- Born: November 4, 1968 (age 57) Dolní Žukov, Czechoslovakia (now Czech Republic)
- Other name: Egbert Jules Savy
- Education: Technical University of Ostrava
- Criminal status: 15.5 years in the Czech Republic 35 years in South Africa
- Convictions: Fraud, attempted murder of Czech government official, attempted bribery, money counterfeiting
- Criminal charge: Fraud, kidnapping, attempted murder, conspiracy to commit murder, murder, racketeering
- Wanted by: Government of the Czech Republic
- Imprisoned at: Kgosi Mampuru Prison, South Africa

= Radovan Krejčíř =

Czech criminal (born 1968)

Radovan Krejčíř (born 4 November 1968) is a Czech former organized crime boss and convicted criminal who is serving a prison term in South Africa and is being sought for extradition by the Czech government. He has been sentenced to 15.5 years in the Czech Republic and 35 years in South Africa.

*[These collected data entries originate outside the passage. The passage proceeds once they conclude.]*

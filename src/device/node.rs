//! node.rs
//! The device main loop: channel service, pending commands, one control tick.
//!
//! Single threaded. Channel messages are only decoded into pending commands while
//! servicing the channel; the commands are applied right before the next control
//! tick, never from inside a callback. A lost broker session is re-opened with
//! bounded backoff counted in ticks, so the control loop keeps its period.

use std::{
    collections::VecDeque,
    sync::{
        Arc,
        atomic::{AtomicBool, Ordering},
    },
    time::{Duration, Instant},
};

use log::{debug, info, warn};
use spin_sleep::{SpinSleeper, SpinStrategy};

use crate::channel::backoff::Backoff;
use crate::channel::bus::{ChannelConnection, Connector, Message};
use crate::channel::topic::{TopicKind, TopicSpace, flag, parse_flag};
use crate::device::control::DriveCommand;
use crate::device::emitter::{DatagramSink, TelemetryEmitter};
use crate::device::hal::Hal;
use crate::device::params::{Direction, ExperimentMode, ParameterSet};
use crate::device::state::{Announcement, DeviceCommand, ExperimentMachine};

/// Upper bound on channel messages taken per tick.
const MAX_MESSAGES_PER_TICK: usize = 64;

/// Decode a channel message addressed to this device.
pub fn decode_command(topics: &TopicSpace, msg: &Message) -> Option<DeviceCommand> {
    match topics.parse(&msg.topic)? {
        TopicKind::Command(key) => match msg.payload.trim().parse::<f64>() {
            Ok(v) => Some(DeviceCommand::SetParam(key, v)),
            Err(_) => {
                warn!("ignoring non-numeric value {:?} on {}", msg.payload, msg.topic);
                None
            }
        },
        TopicKind::Sync(mode) => Some(if parse_flag(&msg.payload)? {
            DeviceCommand::Start(mode)
        } else {
            DeviceCommand::Stop(mode)
        }),
        TopicKind::RequestParams(mode) => Some(DeviceCommand::RequestParams(mode)),
        TopicKind::DeadbandApply => Some(DeviceCommand::ApplyDeadband),
        _ => None,
    }
}

#[derive(Debug, Default, Clone, Copy, PartialEq, Eq)]
pub struct DeviceStats {
    pub ticks: u64,
    pub deadline_misses: u64,
    pub reconnects: u64,
    pub published: u64,
    pub unpublished: u64,
}

pub struct Device<C: Connector, H: Hal, S: DatagramSink> {
    name: String,
    topics: TopicSpace,
    connector: C,
    conn: Option<C::Connection>,
    backoff: Backoff,
    retry_at_tick: u64,
    hal: H,
    emitter: TelemetryEmitter<S>,
    machine: ExperimentMachine,
    pending: VecDeque<DeviceCommand>,
    last_command: DriveCommand,
    stats: DeviceStats,
}

impl<C: Connector, H: Hal, S: DatagramSink> Device<C, H, S> {
    pub fn new(name: &str, prefix: &str, connector: C, hal: H, sink: S, params: ParameterSet) -> Self {
        Self {
            name: name.to_string(),
            topics: TopicSpace::new(prefix),
            connector,
            conn: None,
            backoff: Backoff::default(),
            retry_at_tick: 0,
            hal,
            emitter: TelemetryEmitter::new(sink),
            machine: ExperimentMachine::new(params),
            pending: VecDeque::new(),
            last_command: DriveCommand::off(Direction::Forward),
            stats: DeviceStats::default(),
        }
    }

    pub fn name(&self) -> &str {
        &self.name
    }

    pub fn mode(&self) -> ExperimentMode {
        self.machine.mode()
    }

    pub fn machine(&self) -> &ExperimentMachine {
        &self.machine
    }

    pub fn hal(&self) -> &H {
        &self.hal
    }

    pub fn emitter(&self) -> &TelemetryEmitter<S> {
        &self.emitter
    }

    pub fn is_connected(&self) -> bool {
        self.conn.is_some()
    }

    pub fn stats(&self) -> DeviceStats {
        self.stats
    }

    fn period(&self) -> Duration {
        Duration::from_millis(self.machine.period_ms())
    }

    fn try_connect(&mut self) {
        let attempt = self.connector.connect().and_then(|mut conn| {
            for topic in self.topics.device_subscriptions() {
                conn.subscribe(&topic)?;
            }
            Ok(conn)
        });
        match attempt {
            Ok(conn) => {
                info!("[{}] channel connected", self.name);
                self.conn = Some(conn);
                self.backoff.reset();
                self.stats.reconnects += 1;
            }
            Err(e) => {
                let delay = self.backoff.next_delay();
                let period_ms = self.machine.period_ms().max(1) as u128;
                let ticks = (delay.as_millis() / period_ms).max(1) as u64;
                self.retry_at_tick = self.stats.ticks + ticks;
                debug!("[{}] connect failed ({}), retry in {:?}", self.name, e, delay);
            }
        }
    }

    /// Pull waiting messages into the pending command queue.
    fn service_channel(&mut self) {
        if self.conn.is_none() && self.stats.ticks >= self.retry_at_tick {
            self.try_connect();
        }
        let Some(conn) = self.conn.as_mut() else {
            return;
        };

        for _ in 0..MAX_MESSAGES_PER_TICK {
            match conn.poll(Duration::ZERO) {
                Ok(Some(msg)) => {
                    if let Some(cmd) = decode_command(&self.topics, &msg) {
                        self.pending.push_back(cmd);
                    }
                }
                Ok(None) => break,
                Err(e) => {
                    warn!("[{}] channel lost: {}", self.name, e);
                    self.conn = None;
                    self.retry_at_tick = self.stats.ticks + 1;
                    break;
                }
            }
        }
    }

    fn publish(&mut self, topic: String, payload: String) {
        let ok = match self.conn.as_mut() {
            Some(conn) => conn.publish(&topic, &payload).is_ok(),
            None => false,
        };
        if ok {
            self.stats.published += 1;
        } else {
            self.stats.unpublished += 1;
            debug!("[{}] not published (offline): {}", self.name, topic);
        }
    }

    fn announce(&mut self, announcements: Vec<Announcement>) {
        for a in announcements {
            let (topic, payload) = match a {
                Announcement::Confirm { key, value } => (self.topics.status(key), value.to_string()),
                Announcement::Activation { mode, active } => {
                    (self.topics.sync_status(mode), flag(active).to_string())
                }
                Announcement::CalibrationDone(result) => {
                    let payload = serde_json::to_string(&result).unwrap_or_else(|_| result.drive.to_string());
                    (self.topics.deadband_result(), payload)
                }
                Announcement::CalibrationFailed(reason) => (self.topics.deadband_error(), reason),
                Announcement::DeadbandApplied(value) => (self.topics.deadband_applied(), value.to_string()),
            };
            self.publish(topic, payload);
        }
    }

    /// One full period: channel, pending commands, control tick.
    pub fn step(&mut self) {
        self.service_channel();

        while let Some(cmd) = self.pending.pop_front() {
            let out = self.machine.handle(cmd);
            self.announce(out);
        }

        let distance = self.hal.read_distance();
        let supply = self.hal.read_supply_voltage();
        let out = self.machine.tick(distance, supply);

        // sample first: a deadband detection must be on the wire before the motor stops
        if let Some(sample) = &out.sample {
            self.emitter.emit(sample);
        }
        self.hal.set_motor(out.command.drive, out.command.direction);
        self.last_command = out.command;
        self.announce(out.announcements);
        self.stats.ticks += 1;
    }

    /// Periodic loop until `running` is cleared. The motor is switched off on exit.
    pub fn run(&mut self, running: Arc<AtomicBool>) {
        let period = self.period();
        let sleeper = SpinSleeper::new(100_000).with_spin_strategy(SpinStrategy::YieldThread);
        let mut next_deadline = Instant::now() + period;

        while running.load(Ordering::Acquire) {
            let now = Instant::now();
            if now < next_deadline {
                sleeper.sleep(next_deadline - now);
            } else {
                self.stats.deadline_misses += 1;
            }

            self.step();
            next_deadline += period;
        }

        self.hal.set_motor(0, self.last_command.direction);
        info!(
            "[{}] stopped after {} ticks ({} late, {} telemetry sent)",
            self.name,
            self.stats.ticks,
            self.stats.deadline_misses,
            self.emitter.sent()
        );
    }
}
//! deadband.rs
//! Deadband auto-calibration: ramp the drive until the train moves.
//!
//! Tick driven so it shares the device loop with the other modes:
//! - SETTLE: motor off, average `settle_readings` positions -> initial position
//! - RAMP: raise drive by `increment`, wait `settle_ticks`, average `step_readings`
//!   positions, compare against the initial position
//!
//! The drive rises on every ramp step regardless of what the readings say, so the
//! run ends either on detection or at the ceiling.

use average::Mean;
use serde::{Deserialize, Serialize};

use crate::device::params::DeadbandParams;

/// Outcome of a successful calibration. Kept until the next run replaces it.
#[derive(Debug, Clone, Copy, PartialEq, Serialize, Deserialize)]
pub struct CalibrationResult {
    pub drive: u16,
    pub initial_position: f64,
    pub final_position: f64,
}

impl CalibrationResult {
    pub fn delta(&self) -> f64 {
        (self.final_position - self.initial_position).abs()
    }
}

#[derive(Debug, Clone, Copy, PartialEq)]
pub enum CalibrationOutcome {
    Detected(CalibrationResult),
    /// Ramp passed the ceiling; `drive` is the last value tried.
    TimedOut { drive: u16 },
}

/// One averaged measurement taken during the ramp.
#[derive(Debug, Clone, Copy, PartialEq)]
pub struct RampSample {
    pub drive: u16,
    pub position: f64,
    pub initial_position: f64,
    pub motion_detected: bool,
}

#[derive(Debug, Clone, Copy, PartialEq)]
pub struct DeadbandTick {
    /// Drive to apply for this tick.
    pub drive: u16,
    pub sample: Option<RampSample>,
    pub outcome: Option<CalibrationOutcome>,
}

#[derive(Debug, Clone)]
enum Phase {
    Settle,
    Ramp { drive: u16, wait: u32 },
    Finished,
}

#[derive(Debug, Clone)]
pub struct Calibrator {
    phase: Phase,
    readings: Vec<f64>,
    initial_position: Option<f64>,
}

fn mean(values: &[f64]) -> f64 {
    let m: Mean = values.iter().copied().collect();
    m.mean()
}

impl Calibrator {
    pub fn start() -> Self {
        Self {
            phase: Phase::Settle,
            readings: Vec::new(),
            initial_position: None,
        }
    }

    pub fn initial_position(&self) -> Option<f64> {
        self.initial_position
    }

    pub fn current_drive(&self) -> u16 {
        match self.phase {
            Phase::Ramp { drive, .. } => drive,
            _ => 0,
        }
    }

    /// Feed one position reading taken under the previous tick's drive.
    pub fn tick(&mut self, params: &DeadbandParams, reading: f64) -> DeadbandTick {
        match self.phase {
            Phase::Finished => DeadbandTick { drive: 0, sample: None, outcome: None },
            Phase::Settle => {
                self.readings.push(reading);
                if self.readings.len() < params.settle_readings as usize {
                    return DeadbandTick { drive: 0, sample: None, outcome: None };
                }
                self.initial_position = Some(mean(&self.readings));
                self.readings.clear();
                let drive = params.increment.min(params.ceiling);
                self.phase = Phase::Ramp { drive, wait: params.settle_ticks };
                DeadbandTick { drive, sample: None, outcome: None }
            }
            Phase::Ramp { drive, wait } => {
                if wait > 0 {
                    self.phase = Phase::Ramp { drive, wait: wait - 1 };
                    return DeadbandTick { drive, sample: None, outcome: None };
                }
                self.readings.push(reading);
                if self.readings.len() < params.step_readings as usize {
                    return DeadbandTick { drive, sample: None, outcome: None };
                }
                self.measure(params, drive)
            }
        }
    }

    fn measure(&mut self, params: &DeadbandParams, drive: u16) -> DeadbandTick {
        let initial_position = self.initial_position.unwrap_or_default();
        let position = mean(&self.readings);
        self.readings.clear();

        let moved = (position - initial_position).abs() >= params.motion_threshold;
        let motion_detected = moved && drive > params.noise_floor;
        let sample = RampSample { drive, position, initial_position, motion_detected };

        if motion_detected {
            self.phase = Phase::Finished;
            let result = CalibrationResult { drive, initial_position, final_position: position };
            return DeadbandTick {
                drive,
                sample: Some(sample),
                outcome: Some(CalibrationOutcome::Detected(result)),
            };
        }

        let next = drive.saturating_add(params.increment.max(1));
        if next > params.ceiling || next == drive {
            self.phase = Phase::Finished;
            return DeadbandTick {
                drive,
                sample: Some(sample),
                outcome: Some(CalibrationOutcome::TimedOut { drive }),
            };
        }

        self.phase = Phase::Ramp { drive: next, wait: params.settle_ticks };
        DeadbandTick { drive: next, sample: Some(sample), outcome: None }
    }
}

#[cfg(test)]
mod tests {
    use super::*;

    fn params() -> DeadbandParams {
        DeadbandParams {
            settle_readings: 4,
            step_readings: 2,
            settle_ticks: 1,
            increment: 10,
            ..DeadbandParams::default()
        }
    }

    /// Drives the calibrator with a position that depends on the drive it commanded.
    fn run(params: &DeadbandParams, position: impl Fn(u16) -> f64) -> (Vec<RampSample>, CalibrationOutcome) {
        let mut cal = Calibrator::start();
        let mut drive = 0;
        let mut samples = Vec::new();
        for _ in 0..10_000 {
            let t = cal.tick(params, position(drive));
            drive = t.drive;
            samples.extend(t.sample);
            if let Some(outcome) = t.outcome {
                return (samples, outcome);
            }
        }
        panic!("calibration never finished");
    }

    #[test]
    fn initial_position_is_the_settle_mean() {
        let p = params();
        let mut cal = Calibrator::start();
        for r in [20.0, 21.0, 20.5, 20.5] {
            cal.tick(&p, r);
        }
        assert_eq!(cal.initial_position(), Some(20.5));
        assert_eq!(cal.current_drive(), 10);
    }

    #[test]
    fn noise_below_floor_is_ignored() {
        let p = params();
        // big jumps at low drive, real motion from 100 on
        let (samples, outcome) = run(&p, |d| match d {
            10..=49 => 21.3,
            100.. => 19.96,
            _ => 20.68,
        });
        match outcome {
            CalibrationOutcome::Detected(r) => {
                assert_eq!(r.drive, 100);
                assert!((r.delta() - 0.72).abs() < 1e-9);
                assert!((r.initial_position - 20.68).abs() < 1e-9);
            }
            other => panic!("unexpected outcome {other:?}"),
        }
        let flagged: Vec<_> = samples.iter().filter(|s| s.motion_detected).collect();
        assert_eq!(flagged.len(), 1);
        assert!(samples.last().is_some_and(|s| s.motion_detected && s.drive == 100));
    }

    #[test]
    fn ramp_times_out_at_ceiling() {
        let p = DeadbandParams { ceiling: 60, ..params() };
        let (samples, outcome) = run(&p, |_| 20.0);
        assert_eq!(outcome, CalibrationOutcome::TimedOut { drive: 60 });
        assert!(samples.iter().all(|s| !s.motion_detected));
        assert_eq!(samples.len(), 6);
    }
}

He became rich through criminal activity during the 1990s and was considered one of the richest people in the Czech Republic. Krejčíř fled from the country shortly after being arrested in June 2005 and resided in the Seychelles. In 2012, he was sentenced in absentia to eight years of imprisonment for fraud totalling CZK 108,000,000. In November, 2013, he was arrested and charged with kidnapping and attempted murder in South Africa. The trial started in May 2014. In August 2015, he was found guilty of attempted murder, assault and kidnapping, among other things. Other trials are still in progress. In Johannesburg, on 23 February 2016, Radovan Krejčíř has been sentenced to 35 years in jail.

== Biography ==
His criminal activities began in the early 1990s, following the Velvet Revolution. He co-founded the company Corado and amassed great wealth during the Czech voucher privatization. His activities and companies were monitored by the police since the mid-1990s, due to suspicion of illegal money transfers.

In June 2005, the police raided his luxury villa in Černošice and arrested him in association with a planned murder of a customs officer, fraud and criminal conspiracy. Krejčíř fled the house during the police intervention, which later led to the resignation of the Czech Police President Jiří Kolář. In September, 2005, Interpol traced him and his family in the Seychelles.

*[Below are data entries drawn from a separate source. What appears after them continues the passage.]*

//! instance.rs
//! Mutable host-side state of one instance, behind one lock.
//!
//! Shared by the receiver, the router consumer and the parameter sync worker.
//! Holders copy what they need and release the lock before any I/O.

use std::{
    collections::BTreeMap,
    sync::Arc,
    time::Instant,
};

use parking_lot::Mutex;

use crate::device::deadband::CalibrationResult;
use crate::device::params::{ExperimentMode, ParamKey};
use crate::telemetry::TelemetrySample;
use crate::utils::metrics::{ConnectionStatus, InstanceStats};

/// A value the device reported as applied.
#[derive(Debug, Clone, Copy, PartialEq)]
pub struct ParameterConfirmation {
    pub key: ParamKey,
    pub value: f64,
    pub at: Instant,
}

#[derive(Debug, Default)]
pub struct InstanceState {
    pub latest: Option<TelemetrySample>,
    pub stats: InstanceStats,
    /// Last value confirmed by the device, per key. The only source of truth for "applied".
    pub confirmed: BTreeMap<ParamKey, ParameterConfirmation>,
    /// Last value this host sent, per key.
    pub commanded: BTreeMap<ParamKey, f64>,
    /// Mode the device confirmed as running.
    pub active_mode: Option<ExperimentMode>,
    /// Label of the log sink currently receiving samples.
    pub sink_label: Option<String>,
    pub calibration: Option<CalibrationResult>,
    pub calibration_error: Option<String>,
    /// Drive of the first flagged deadband sample seen in telemetry.
    pub detected_deadband: Option<u16>,
    pub channel_connected: bool,
}

pub type SharedInstance = Arc<Mutex<InstanceState>>;

impl InstanceState {
    pub fn shared() -> SharedInstance {
        Arc::new(Mutex::new(InstanceState::default()))
    }

    /// Parser hint for 8-field records.
    pub fn mode_hint(&self) -> ExperimentMode {
        self.active_mode.unwrap_or(ExperimentMode::Idle)
    }

    pub fn confirmed_value(&self, key: ParamKey) -> Option<f64> {
        self.confirmed.get(&key).map(|c| c.value)
    }

    /// Confirmed values of one mode, in key order.
    pub fn confirmed_set(&self, mode: ExperimentMode) -> Vec<(ParamKey, f64)> {
        self.confirmed
            .values()
            .filter(|c| c.key.mode() == mode)
            .map(|c| (c.key, c.value))
            .collect()
    }

    /// Commanded values the device has not confirmed (yet).
    pub fn unconfirmed(&self) -> Vec<(ParamKey, f64)> {
        self.commanded
            .iter()
            .filter(|(k, v)| self.confirmed_value(**k) != Some(**v))
            .map(|(k, v)| (*k, *v))
            .collect()
    }

    /// Called by the router consumer for every dequeued sample.
    pub fn update_latest(&mut self, sample: TelemetrySample) {
        if let TelemetrySample::Deadband(s) = &sample {
            // one flagged sample per run; a new run supersedes the previous value
            if s.motion_detected {
                self.detected_deadband = Some(s.drive);
            }
        }
        self.latest = Some(sample);
    }

    pub fn connection_status(&self, now: Instant) -> ConnectionStatus {
        self.stats.connection_status(now)
    }
}

#[cfg(test)]
mod tests {
    use super::*;

    #[test]
    fn unconfirmed_tracks_commanded_vs_confirmed() {
        let mut st = InstanceState::default();
        st.commanded.insert(ParamKey::Kp, 10.0);
        st.commanded.insert(ParamKey::Ki, 2.0);
        st.confirmed.insert(
            ParamKey::Kp,
            ParameterConfirmation { key: ParamKey::Kp, value: 10.0, at: Instant::now() },
        );
        assert_eq!(st.unconfirmed(), vec![(ParamKey::Ki, 2.0)]);
        assert_eq!(st.confirmed_set(ExperimentMode::Pid), vec![(ParamKey::Kp, 10.0)]);
        assert!(st.confirmed_set(ExperimentMode::Step).is_empty());
    }

    fn ramp(drive: u16, motion_detected: bool) -> TelemetrySample {
        TelemetrySample::Deadband(crate::telemetry::DeadbandSample {
            elapsed_s: 0.0,
            drive,
            position: 20.0,
            initial_position: 20.0,
            motion_detected,
        })
    }

    #[test]
    fn detected_deadband_follows_the_latest_flagged_sample() {
        let mut st = InstanceState::default();
        st.update_latest(ramp(60, false));
        assert_eq!(st.detected_deadband, None);
        st.update_latest(ramp(100, true));
        st.update_latest(ramp(10, false));
        assert_eq!(st.detected_deadband, Some(100));
        // next run
        st.update_latest(ramp(90, true));
        assert_eq!(st.detected_deadband, Some(90));
    }
}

In April 2007, he moved to South Africa under the false name Egbert Jules Savy. He was arrested and taken into custody at O. R. Tambo International Airport in Johannesburg. The Czech Republic started negotiations about his extradition with the South African authorities, however, South Africa did not allow the extradition, as it was alleged he had paid bribes to the necessary judge. He is wanted for tax fraud and conspiracy to murder in the Czech Republic.

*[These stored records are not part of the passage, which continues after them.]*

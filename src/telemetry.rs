//! telemetry.rs
//! Per-tick telemetry samples and their comma-delimited wire records.
//!
//! - PID:      `elapsedTime,input,reference,error,kp,ki,kd,output`
//! - STEP:     `elapsedTime,absoluteTime,direction,batteryVoltage,input,stepAmplitude,driveValue,appliedStepValue`
//! - DEADBAND: `elapsedTime,driveValue,position,initialPosition,motionDetectedFlag`
//!
//! PID and STEP records have the same arity, so the parser takes the confirmed
//! active mode as a hint and only falls back to field shape without one.

use serde::Serialize;

use crate::device::params::ExperimentMode;
use crate::error::{PlatformError, Result};

/// Lines starting with this are column headers some firmware builds send on start.
const HEADER_PREFIX: &str = "time2sinc";

#[derive(Debug, Clone, Copy, PartialEq, Serialize)]
pub struct PidSample {
    pub elapsed_s: f64,
    pub input: f64,
    pub reference: f64,
    pub error: f64,
    pub kp: f64,
    pub ki: f64,
    pub kd: f64,
    pub output: f64,
}

#[derive(Debug, Clone, Copy, PartialEq, Serialize)]
pub struct StepSample {
    pub elapsed_s: f64,
    pub absolute_s: f64,
    /// 1 forward, 0 reverse.
    pub direction: u8,
    pub battery_voltage: f64,
    pub input: f64,
    pub amplitude: f64,
    pub drive: u16,
    pub applied: f64,
}

#[derive(Debug, Clone, Copy, PartialEq, Serialize)]
pub struct DeadbandSample {
    pub elapsed_s: f64,
    pub drive: u16,
    pub position: f64,
    pub initial_position: f64,
    pub motion_detected: bool,
}

#[derive(Debug, Clone, Copy, PartialEq, Serialize)]
pub enum TelemetrySample {
    Pid(PidSample),
    Step(StepSample),
    Deadband(DeadbandSample),
}

impl TelemetrySample {
    pub fn mode(&self) -> ExperimentMode {
        match self {
            TelemetrySample::Pid(_) => ExperimentMode::Pid,
            TelemetrySample::Step(_) => ExperimentMode::Step,
            TelemetrySample::Deadband(_) => ExperimentMode::Deadband,
        }
    }

    pub fn elapsed_s(&self) -> f64 {
        match self {
            TelemetrySample::Pid(s) => s.elapsed_s,
            TelemetrySample::Step(s) => s.elapsed_s,
            TelemetrySample::Deadband(s) => s.elapsed_s,
        }
    }

    /// Column names for a mode's log file, without the leading timestamp.
    pub fn columns(mode: ExperimentMode) -> &'static [&'static str] {
        match mode {
            ExperimentMode::Pid => &[
                "elapsed_time", "input", "reference", "error", "kp", "ki", "kd", "output",
            ],
            ExperimentMode::Step => &[
                "elapsed_time",
                "absolute_time",
                "direction",
                "battery_voltage",
                "input",
                "step_amplitude",
                "drive",
                "applied_step",
            ],
            ExperimentMode::Deadband => &[
                "elapsed_time", "drive", "position", "initial_position", "motion_detected",
            ],
            ExperimentMode::Idle => &[],
        }
    }

    pub fn fields(&self) -> Vec<String> {
        match self {
            TelemetrySample::Pid(s) => vec![
                format!("{:.3}", s.elapsed_s),
                format!("{:.4}", s.input),
                format!("{:.4}", s.reference),
                format!("{:.4}", s.error),
                format!("{:.4}", s.kp),
                format!("{:.4}", s.ki),
                format!("{:.4}", s.kd),
                format!("{:.4}", s.output),
            ],
            TelemetrySample::Step(s) => vec![
                format!("{:.3}", s.elapsed_s),
                format!("{:.3}", s.absolute_s),
                s.direction.to_string(),
                format!("{:.3}", s.battery_voltage),
                format!("{:.4}", s.input),
                format!("{:.4}", s.amplitude),
                s.drive.to_string(),
                format!("{:.4}", s.applied),
            ],
            TelemetrySample::Deadband(s) => vec![
                format!("{:.3}", s.elapsed_s),
                s.drive.to_string(),
                format!("{:.4}", s.position),
                format!("{:.4}", s.initial_position),
                (s.motion_detected as u8).to_string(),
            ],
        }
    }

    pub fn to_record(&self) -> String {
        self.fields().join(",")
    }

    /// Parse one record. `Ok(None)` for blank and header lines.
    ///
    /// `hint` is the instance's confirmed active mode (`Idle` when unknown).
    pub fn parse(line: &str, hint: ExperimentMode) -> Result<Option<TelemetrySample>> {
        let line = line.trim();
        if line.is_empty() || line.starts_with(HEADER_PREFIX) {
            return Ok(None);
        }

        let mut values = Vec::with_capacity(8);
        for field in line.split(',') {
            let v: f64 = field
                .trim()
                .parse()
                .map_err(|_| PlatformError::protocol(line, format!("non-numeric field {field:?}")))?;
            if !v.is_finite() {
                return Err(PlatformError::protocol(line, "non-finite field"));
            }
            values.push(v);
        }

        let sample = match values.len() {
            5 => TelemetrySample::Deadband(deadband_from(&values)),
            7 => {
                // legacy step record without appliedStepValue
                values.push(values[5]);
                TelemetrySample::Step(step_from(&values))
            }
            8 => match hint {
                ExperimentMode::Pid => TelemetrySample::Pid(pid_from(&values)),
                ExperimentMode::Step => TelemetrySample::Step(step_from(&values)),
                _ if looks_like_step(&values) => TelemetrySample::Step(step_from(&values)),
                _ => TelemetrySample::Pid(pid_from(&values)),
            },
            n => return Err(PlatformError::protocol(line, format!("unexpected field count {n}"))),
        };
        Ok(Some(sample))
    }
}

fn is_integral(v: f64) -> bool {
    v.fract() == 0.0
}

/// Step records carry absoluteTime >= elapsedTime and an integral 0/1 direction.
fn looks_like_step(v: &[f64]) -> bool {
    is_integral(v[2]) && (v[2] == 0.0 || v[2] == 1.0) && v[1] >= v[0] && is_integral(v[6])
}

fn drive_from(v: f64) -> u16 {
    v.round().clamp(0.0, u16::MAX as f64) as u16
}

fn pid_from(v: &[f64]) -> PidSample {
    PidSample {
        elapsed_s: v[0],
        input: v[1],
        reference: v[2],
        error: v[3],
        kp: v[4],
        ki: v[5],
        kd: v[6],
        output: v[7],
    }
}

fn step_from(v: &[f64]) -> StepSample {
    StepSample {
        elapsed_s: v[0],
        absolute_s: v[1],
        direction: if v[2] >= 0.5 { 1 } else { 0 },
        battery_voltage: v[3],
        input: v[4],
        amplitude: v[5],
        drive: drive_from(v[6]),
        applied: v[7],
    }
}

fn deadband_from(v: &[f64]) -> DeadbandSample {
    DeadbandSample {
        elapsed_s: v[0],
        drive: drive_from(v[1]),
        position: v[2],
        initial_position: v[3],
        motion_detected: v[4] >= 0.5,
    }
}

In South Africa, Krejčíř established contacts with the local criminal scene. He himself became a target of an attack in July 2013, when his car was hit by a remote-control gun. He figured in the murder investigation of crime boss Cyril Beeka, who was killed in Cape Town in 2011. The South African media associate him with several other murders in the local underworld, and also the luring, abduction and murder of Stuttgart-based Gemballa automobile tuning factory's founder Uwe Gemballa. According to one report, Krejčíř was allegedly bringing money into South Africa in Gemballa cars.

Krejčíř was convicted for drug dealing, kidnapping, and attempted murder, and serves his sentence in Gauteng's Kgosi Mampuru Prison. On 31 March 2017, his Seychellois citizenship was revoked.

== Attempted prison escape ==
A number of illegal items were discovered on 26 September 2015 in an apparent raid of a number of prison cells including that of Krejčíř. Amongst the items found were a pistol, ammunition, a knife, an item that appeared to be a Taser, a pepper spray gun, screwdriver steel blade, ten cellphones, a memory stick, a diary which contained the names of witnesses and investigators in his cases and a sketch showing a detailed map of the prison building. The escape was to take place at his next court appearance in October 2015.

It was revealed that a staggering R246 million (US$18 million) had been made available to ensure the smooth escape of Krejčíř from prison. Three prison warders were paid R1.5 million to help expedite the prison break. Impeccable sources close to the investigation revealed that the three warders have already been identified and their arrest is imminent. Krejčíř has been moved to an underground isolation cell after it has been established that a helicopter was going to be used in the daring raid to free him. Some of the R246 million was used to pay for this helicopter to spirit Krejčíř away once he had escaped. A part of the money was also to be used to pay all the people, including the police, who were involved in the plan to spring him out of jail and some would have been used to pay for the landing rights for a chartered plane to fly him out of the country.
Judge of Tribunal in Johannesburg Colin Lamont, condemned him on 23 February 2016 to 35 years in jail.

==In popular culture==
Gangster Ka a Czech film directed by Jan Pachl, is inspired by the story of Radovan Krejčíř. The movie premiered in 2015.